今川優馬に万波中正。チームの元気印に求められる役割

 BIGBOSSが就任当初「監督兼外野守備コーチ」と宣言したように、開幕前から外野手へのテコ入れが行われた。特に大きな成長を見せたのは、今川優馬選手と万波中正選手だろうか。ベンチでも一際声を張り上げ、チームの元気印としてもインパクトを残した両選手。チームの上位進出にはその活躍は欠かせないだろう。
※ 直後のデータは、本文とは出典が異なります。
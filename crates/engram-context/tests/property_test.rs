//! Property test: the byte budget holds for arbitrary inputs.

use engram_context::{ContextBuilder, ContextOptions, RetrievedMemory};
use proptest::prelude::*;

proptest! {
    #![proptest_config(ProptestConfig::with_cases(64))]

    #[test]
    fn artifact_never_exceeds_max_size(
        contents in prop::collection::vec("[a-zA-Z ]{0,300}", 0..20),
        max_size in 32usize..2_000,
    ) {
        let builder = ContextBuilder::new(ContextOptions {
            max_size,
            deduplicate_threshold: 1.0,
            ..Default::default()
        });
        let memories: Vec<RetrievedMemory> = contents
            .into_iter()
            .enumerate()
            .map(|(i, content)| RetrievedMemory::new(format!("m{i}"), content, i as f64))
            .collect();

        let output = builder.build(&memories);
        prop_assert!(output.len() <= max_size);
    }
}
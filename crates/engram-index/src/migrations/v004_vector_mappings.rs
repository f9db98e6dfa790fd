//! v004: vector_mappings — the authoritative vector↔event resolver.
//!
//! `content_hash` lets identical content share one stored vector.

use rusqlite::Connection;

use engram_core::EngramResult;

use crate::to_index_err;

pub fn migrate(conn: &Connection) -> EngramResult<()> {
    conn.execute_batch(
        "
        CREATE TABLE IF NOT EXISTS vector_mappings (
            memory_id     TEXT PRIMARY KEY,
            vector_id     TEXT NOT NULL,
            model         TEXT NOT NULL,
            content_hash  TEXT NOT NULL,
            created_at    TEXT NOT NULL DEFAULT (strftime('%Y-%m-%dT%H:%M:%fZ', 'now'))
        );

        CREATE INDEX IF NOT EXISTS idx_vector_mappings_vector ON vector_mappings(vector_id);
        CREATE INDEX IF NOT EXISTS idx_vector_mappings_hash
            ON vector_mappings(content_hash, model);
        ",
    )
    .map_err(|e| to_index_err(e.to_string()))?;
    Ok(())
}
//! # engram-context
//!
//! Turns a sequence of retrieved memories into a single size-bounded
//! text artifact: validate, dedupe by content similarity, rank by score,
//! render per event type, and truncate to the byte budget.

pub mod builder;
pub mod memory;
pub mod options;
pub mod render;
pub mod similarity;

pub use builder::{BuildStats, ContextBuilder};
pub use memory::RetrievedMemory;
pub use options::{ContextFormat, ContextOptions};
pub use render::{Renderer, RendererRegistry};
しかし打率は両選手ともに2割台前半と調子の波も大きく、オフを明けて一周り成長した姿を新球場で披露したい。

ケガから復帰の若手も加え、日本一を目指す新生・北海道日本ハム

 新球場で迎える来季、若手中心で今季を戦ってきた北海道日本ハムには、6位という成績のダメージ以上に23年への期待感が高まる。野村佑希選手は、ケガに苦しんだ1年となったが、着実に経験値をつけている。7月には4番に座り、打線をけん引。決勝打を放ちチームを7連勝に導くなど、勝負強さを発揮している。他にも、シーズン最終盤に登場した韋駄天・五十幡亮汰選手も期待値は高く、故障に苦しんだ選手が復帰するとさらに選手層の厚みが増すだろう。

「日本一だけを目指して戦う」と宣言した“新庄剛志”監督率いる、北海道日本ハムの戦いから目が離せない。